→ TASK PROMPT: Please return the lines of the data below, word for word, from the first line through the line containing "fn from(err: EvalError)".

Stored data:

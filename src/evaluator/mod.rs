#[cfg(test)]
mod tests;

use crate::ast::{self, Expression, Node, Operator, Statement};
use crate::builtins;
use crate::environment::Environment;
use crate::object::{
    self, EvalError, FunctionObject, HashKey, HashPair, HashValue, Object, NULL,
};
use std::convert::{TryFrom, TryInto};
use std::io::{self, Write};

/// Why evaluation of a subtree stopped before producing a value.
#[derive(Debug)]
enum Unwind {
    /// A `return` on its way to the enclosing call or the program.
    Return(Object),
    Error(EvalError),
}

impl From<EvalError> for Unwind {
    fn from(err: EvalError) -> Self {
        Self::Error(err)
    }
}

type Result<T> = std::result::Result<T, Unwind>;

/// Evaluates `node` against `env`, with `puts` printing to stdout.
pub fn eval(node: Node, env: &Environment) -> Object {
    let stdout = io::stdout();
    let mut output = stdout.lock();
    eval_with_output(node, env, &mut output)
}

/// Evaluates `node` against `env`.
///
/// Runtime faults come back as `Object::Error`. A `return` that reaches
/// this point stops evaluation and yields the returned value.
pub fn eval_with_output(node: Node, env: &Environment, output: &mut dyn Write) -> Object {
    let result = match node {
        Node::Program(program) => eval_statements(&program.statements, env, output),
        Node::Statement(stmt) => eval_statement(stmt, env, output),
        Node::Block(block) => eval_statements(&block.statements, env, output),
        Node::Expression(expr) => eval_expression(expr, env, output),
    };

    match result {
        Ok(value) | Err(Unwind::Return(value)) => value,
        Err(Unwind::Error(err)) => {
            tracing::debug!(error = %err, "evaluation failed");
            Object::Error(err)
        }
    }
}

fn eval_statements(
    statements: &[Statement],
    env: &Environment,
    output: &mut dyn Write,
) -> Result<Object> {
    let mut result = NULL;

    for stmt in statements.iter() {
        result = eval_statement(stmt, env, output)?;
    }

    Ok(result)
}

fn eval_statement(stmt: &Statement, env: &Environment, output: &mut dyn Write) -> Result<Object> {
    match stmt {
        Statement::Expr(stmt) => eval_expression(&stmt.expression, env, output),
        Statement::Let(stmt) => {
            let value = eval_expression(&stmt.value, env, output)?;
            env.set(&stmt.name.value, value);
            Ok(NULL)
        }
        Statement::Return(stmt) => {
            let value = match &stmt.return_value {
                Some(expr) => eval_expression(expr, env, output)?,
                None => NULL,
            };

            Err(Unwind::Return(value))
        }
    }
}

fn eval_expression(
    expr: &Expression,
    env: &Environment,
    output: &mut dyn Write,
) -> Result<Object> {
    match expr {
        Expression::Identifier(ident) => eval_identifier(ident, env),
        Expression::IntegerLiteral(int) => Ok(Object::Integer(int.value)),
        Expression::Boolean(b) => Ok(b.value.into()),
        Expression::String(s) => Ok(Object::String(s.value.clone())),
        Expression::Prefix(prefix) => {
            let right = eval_expression(&prefix.right, env, output)?;
            Ok(eval_prefix_expression(prefix.operator, right)?)
        }
        Expression::Infix(infix) => {
            let left = eval_expression(&infix.left, env, output)?;
            let right = eval_expression(&infix.right, env, output)?;
            Ok(eval_infix_expression(infix.operator, left, right)?)
        }
        Expression::If(if_expr) => eval_if_expression(if_expr, env, output),
        Expression::Function(func) => Ok(FunctionObject {
            parameters: func.parameters.clone(),
            body: func.body.clone(),
            env: env.clone(),
        }
        .into()),
        Expression::Call(call) => {
            let function = eval_expression(&call.function, env, output)?;
            let arguments = eval_expressions(&call.arguments, env, output)?;
            apply_function(function, arguments, output)
        }
        Expression::Array(array) => Ok(eval_expressions(&array.elements, env, output)?.into()),
        Expression::Index(index) => {
            let left = eval_expression(&index.left, env, output)?;
            let index = eval_expression(&index.index, env, output)?;
            Ok(eval_index_expression(left, index)?)
        }
        Expression::Hash(hash) => eval_hash_literal(hash, env, output),
    }
}

/// Evaluates left to right, stopping at the first error or `return`.
fn eval_expressions(
    exprs: &[Expression],
    env: &Environment,
    output: &mut dyn Write,
) -> Result<Vec<Object>> {
    exprs
        .iter()
        .map(|expr| eval_expression(expr, env, output))
        .collect()
}

fn eval_identifier(ident: &ast::Identifier, env: &Environment) -> Result<Object> {
    let value = env
        .get(&ident.value)
        .or_else(|| builtins::lookup(&ident.value))
        .ok_or_else(|| EvalError::IdentifierNotFound {
            id: ident.value.clone(),
        })?;
    Ok(value)
}

fn eval_prefix_expression(operator: Operator, right: Object) -> object::Result<Object> {
    match operator {
        Operator::Bang => Ok((!right.truth_value()).into()),
        Operator::Minus => match right {
            Object::Integer(n) => Ok(Object::Integer(n.wrapping_neg())),
            obj => Err(EvalError::UnknownPrefixOperator {
                operator,
                operand: obj.type_name(),
            }),
        },
        Operator::Plus => match right {
            Object::Integer(n) => Ok(Object::Integer(n)),
            obj => Err(EvalError::UnknownPrefixOperator {
                operator,
                operand: obj.type_name(),
            }),
        },
        _ => Err(EvalError::UnknownPrefixOperator {
            operator,
            operand: right.type_name(),
        }),
    }
}

fn eval_infix_expression(
    operator: Operator,
    left: Object,
    right: Object,
) -> object::Result<Object> {
    match (&left, &right) {
        (Object::Integer(x), Object::Integer(y)) => eval_integer_infix_expression(operator, *x, *y),
        (Object::String(x), Object::String(y)) => eval_string_infix_expression(operator, x, y),
        (Object::Boolean(x), Object::Boolean(y)) if operator == Operator::And => {
            Ok((*x && *y).into())
        }
        (Object::Boolean(x), Object::Boolean(y)) if operator == Operator::Or => {
            Ok((*x || *y).into())
        }
        _ => match operator {
            Operator::Eq => Ok(left.is_identical(&right).into()),
            Operator::NotEq => Ok((!left.is_identical(&right)).into()),
            _ => Err(EvalError::binary_op_error(
                left.type_name(),
                operator,
                right.type_name(),
            )),
        },
    }
}

fn eval_integer_infix_expression(
    operator: Operator,
    left: i64,
    right: i64,
) -> object::Result<Object> {
    Ok(match operator {
        Operator::Plus => Object::Integer(left.wrapping_add(right)),
        Operator::Minus => Object::Integer(left.wrapping_sub(right)),
        Operator::Asterisk => Object::Integer(left.wrapping_mul(right)),
        Operator::Slash => {
            if right == 0 {
                return Err(EvalError::DivisionByZero);
            }
            Object::Integer(left.wrapping_div(right))
        }
        Operator::LT => (left < right).into(),
        Operator::GT => (left > right).into(),
        Operator::Eq => (left == right).into(),
        Operator::NotEq => (left != right).into(),
        _ => return Err(EvalError::binary_op_error("INTEGER", operator, "INTEGER")),
    })
}

fn eval_string_infix_expression(
    operator: Operator,
    left: &str,
    right: &str,
) -> object::Result<Object> {
    Ok(match operator {
        Operator::Plus => Object::String([left, right].concat()),
        Operator::LT => (left < right).into(),
        Operator::GT => (left > right).into(),
        Operator::Eq => (left == right).into(),
        Operator::NotEq => (left != right).into(),
        _ => return Err(EvalError::binary_op_error("STRING", operator, "STRING")),
    })
}

fn eval_if_expression(
    if_expr: &ast::IfExpression,
    env: &Environment,
    output: &mut dyn Write,
) -> Result<Object> {
    let condition = eval_expression(&if_expr.condition, env, output)?;

    if condition.truth_value() {
        eval_statements(&if_expr.consequence.statements, env, output)
    } else if let Some(alternative) = &if_expr.alternative {
        eval_statements(&alternative.statements, env, output)
    } else {
        Ok(NULL)
    }
}

fn apply_function(
    function: Object,
    arguments: Vec<Object>,
    output: &mut dyn Write,
) -> Result<Object> {
    match function {
        Object::Function(func) => {
            if arguments.len() != func.parameters.len() {
                return Err(EvalError::IncorrectArity {
                    got: arguments.len(),
                    want: func.parameters.len(),
                }
                .into());
            }

            tracing::trace!(arity = arguments.len(), "applying function");

            let env = Environment::new_enclosed(&func.env);
            for (param, arg) in func.parameters.iter().zip(arguments) {
                env.set(&param.value, arg);
            }

            // the call boundary is where a `return` stops
            match eval_statements(&func.body.statements, &env, output) {
                Err(Unwind::Return(value)) => Ok(value),
                result => result,
            }
        }
        Object::Builtin(builtin) => {
            tracing::trace!(name = builtin.name, "calling builtin");
            Ok(builtin.call(output, arguments)?)
        }
        obj => Err(EvalError::NotAFunction {
            type_name: obj.type_name(),
        }
        .into()),
    }
}

fn eval_index_expression(left: Object, index: Object) -> object::Result<Object> {
    match (&left, &index) {
        (Object::Array(elements), Object::Integer(i)) => {
            // negative indices fail the conversion and read as missing
            let element = usize::try_from(*i).ok().and_then(|i| elements.get(i));
            Ok(element.cloned().unwrap_or(NULL))
        }
        (Object::Hash(hash), _) => {
            let key: HashKey = (&index).try_into()?;
            Ok(hash.get(&key).cloned().unwrap_or(NULL))
        }
        _ => Err(EvalError::NotIndexable {
            type_name: left.type_name(),
        }),
    }
}

fn eval_hash_literal(
    hash: &ast::HashLiteral,
    env: &Environment,
    output: &mut dyn Write,
) -> Result<Object> {
    let mut value = HashValue::default();

    for (key_expr, value_expr) in hash.pairs.iter() {
        let key = eval_expression(key_expr, env, output)?;
        let hash_key = HashKey::try_from(&key)?;
        let val = eval_expression(value_expr, env, output)?;

        value.pairs.insert(hash_key, HashPair { key, value: val });
    }

    Ok(value.into())
}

→ EXERCISE ANSWER:
filename src/evaluator/mod.rs
#[cfg(test)]
mod tests;

use crate::ast::{self, Expression, Node, Operator, Statement};
use crate::builtins;
use crate::environment::Environment;
use crate::object::{
    self, EvalError, FunctionObject, HashKey, HashPair, HashValue, Object, NULL,
};
use std::convert::{TryFrom, TryInto};
use std::io::{self, Write};

/// Why evaluation of a subtree stopped before producing a value.
#[derive(Debug)]
enum Unwind {
    /// A `return` on its way to the enclosing call or the program.
    Return(Object),
    Error(EvalError),
}

impl From<EvalError> for Unwind {
    fn from(err: EvalError) -> Self {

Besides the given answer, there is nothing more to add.